(Saved entries)
* * * * *
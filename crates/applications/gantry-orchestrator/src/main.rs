//! Gantry - resource provisioning daemon for compute marketplaces
//!
//! ## Usage
//!
//! ```bash
//! # Run the daemon against a config file
//! gantry run
//! gantry --config /etc/gantry/gantry.toml run
//!
//! # Apply a provision plan at startup, then keep serving
//! gantry run --plan deployments.json
//!
//! # Check a deployment manifest without provisioning anything
//! gantry validate deployment.json
//! ```

use std::sync::Arc;

use clap::{Parser, Subcommand};
use tokio_util::sync::CancellationToken;
use tracing::{info, warn};
use tracing_subscriber::{layer::SubscriberExt, util::SubscriberInitExt};

use gantry_core::{Manifest, ResourceState};
use gantry_orchestrator::{
    AdapterSet, GantryConfig, LoggingSink, MemoryLedger, Orchestrator, ProvisionRequest,
    Reconciler, UsageEmitter,
};
use gantry_scheduler::JobScheduler;

use ansible_provider::AnsibleAdapter;
use openstack_provider::{LabCloud, OpenStackAdapter};
use vsphere_provider::{SimVim, VSphereAdapter};

/// Gantry: resource provisioning for compute marketplace deployments
#[derive(Parser)]
#[command(name = "gantry")]
#[command(about = "Resource provisioning engine for compute marketplaces", long_about = None)]
struct Cli {
    /// Path to the daemon configuration file
    #[arg(long, global = true, default_value = "gantry.toml")]
    config: String,

    #[command(subcommand)]
    command: Commands,
}

#[derive(Subcommand)]
enum Commands {
    /// Run the provisioning daemon until interrupted
    Run {
        /// Provision plan (JSON list of requests) applied at startup
        #[arg(long)]
        plan: Option<String>,
    },

    /// Validate a deployment manifest without provisioning
    Validate {
        /// Manifest file (JSON)
        manifest: String,
    },
}

#[tokio::main]
async fn main() -> anyhow::Result<()> {
    // Initialize tracing
    tracing_subscriber::registry()
        .with(
            tracing_subscriber::EnvFilter::try_from_default_env()
                .unwrap_or_else(|_| "gantry=info,info".into()),
        )
        .with(tracing_subscriber::fmt::layer())
        .init();

    let cli = Cli::parse();

    match cli.command {
        Commands::Run { plan } => run_daemon(cli.config, plan).await,
        Commands::Validate { manifest } => validate_manifest(manifest),
    }
}

/// Build the adapter set the configuration asks for.
///
/// The OpenStack and vSphere adapters run against their in-process lab
/// backends until the real SDK ports are wired in; the Ansible backend
/// drives actual playbook runs.
fn build_adapters(config: &GantryConfig) -> anyhow::Result<AdapterSet> {
    let mut adapters = AdapterSet::new();

    if let Some(os) = &config.openstack {
        let lab = Arc::new(LabCloud::new());
        let adapter = OpenStackAdapter::new(os.clone(), lab.clone(), lab.clone(), lab)?;
        info!("🌩️  OpenStack backend ready ({})", os.provider_tag);
        adapters.register(os.provider_tag.clone(), Arc::new(adapter));
    }

    if let Some(vs) = &config.vsphere {
        let adapter = VSphereAdapter::new(vs.clone(), Arc::new(SimVim::new()))?;
        info!("🏢 vSphere backend ready ({})", vs.provider_tag);
        adapters.register(vs.provider_tag.clone(), Arc::new(adapter));
    }

    if let Some(an) = &config.ansible {
        let adapter = AnsibleAdapter::new(an.clone())?;
        info!("📗 Ansible backend ready ({} hosts)", an.hosts.len());
        adapters.register(an.provider_tag.clone(), Arc::new(adapter));
    }

    Ok(adapters)
}

/// Run the daemon until Ctrl+C
async fn run_daemon(config_path: String, plan: Option<String>) -> anyhow::Result<()> {
    info!("🚀 Gantry starting (config: {})", config_path);
    let config = GantryConfig::load(&config_path)?;
    config.validate()?;

    let adapters = build_adapters(&config)?;
    info!("Backends registered: {:?}", adapters.kinds());

    let emitter = Arc::new(UsageEmitter::new(
        Arc::new(MemoryLedger::new()),
        Arc::new(LoggingSink),
    ));

    // Job pipeline. Submissions come from the HPC intake collaborator;
    // terminal transitions land on the same emitter as VM deletions.
    let scheduler = Arc::new(JobScheduler::new().with_sink(emitter.clone()));
    info!("📊 Job scheduler ready");

    let cancel = CancellationToken::new();
    let engine = Arc::new(Orchestrator::new(
        adapters,
        emitter,
        &config.engine,
        cancel.clone(),
    ));

    let reconciler = Reconciler::new(
        engine.clone(),
        config.engine.reconcile_interval(),
        cancel.clone(),
    )
    .spawn();

    if let Some(path) = plan {
        apply_plan(&engine, &path).await?;
    }

    info!("✅ Gantry ready");
    tokio::signal::ctrl_c().await?;
    info!("🛑 Shutdown requested");

    cancel.cancel();
    engine.shutdown().await;
    let _ = reconciler.await;

    let leftovers = engine
        .statuses()
        .await
        .into_iter()
        .filter(|s| s.state != ResourceState::Deleted)
        .count();
    if leftovers > 0 {
        warn!("⚠️  {} resources still provisioned at exit", leftovers);
    }
    info!("{} jobs tracked this run", scheduler.job_count().await);

    info!("👋 Gantry stopped");
    Ok(())
}

/// Submit every request in a plan file for parallel provisioning
async fn apply_plan(engine: &Arc<Orchestrator>, path: &str) -> anyhow::Result<()> {
    let text = std::fs::read_to_string(path)?;
    let requests: Vec<ProvisionRequest> = serde_json::from_str(&text)?;
    info!("🏗️  Applying provision plan: {} deployments", requests.len());
    for req in requests {
        engine.spawn_provision(req).await;
    }
    Ok(())
}

/// Parse and validate a manifest, reporting what it would provision
fn validate_manifest(path: String) -> anyhow::Result<()> {
    let text = std::fs::read_to_string(&path)?;
    let manifest: Manifest = serde_json::from_str(&text)?;
    manifest.validate()?;

    let total = manifest.aggregate_resources();
    println!("✅ {} is valid", path);
    println!(
        "   services: {}, networks: {}, volumes: {}",
        manifest.services.len(),
        manifest.networks.len(),
        manifest.volumes.len()
    );
    println!(
        "   aggregate: {} cores, {:.1} GiB memory, {} GPUs",
        total.cpu_millis as f64 / 1000.0,
        total.memory_bytes as f64 / (1024.0 * 1024.0 * 1024.0),
        total.gpu_units
    );
    Ok(())
}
* * * * *
**WHAT THE EXERCISE ASKS:** Copy out, from the data above, each line where the string "against" is present.

**RESPONSE:**
//! # Run the daemon against a config file
/// The OpenStack and vSphere adapters run against their in-process lab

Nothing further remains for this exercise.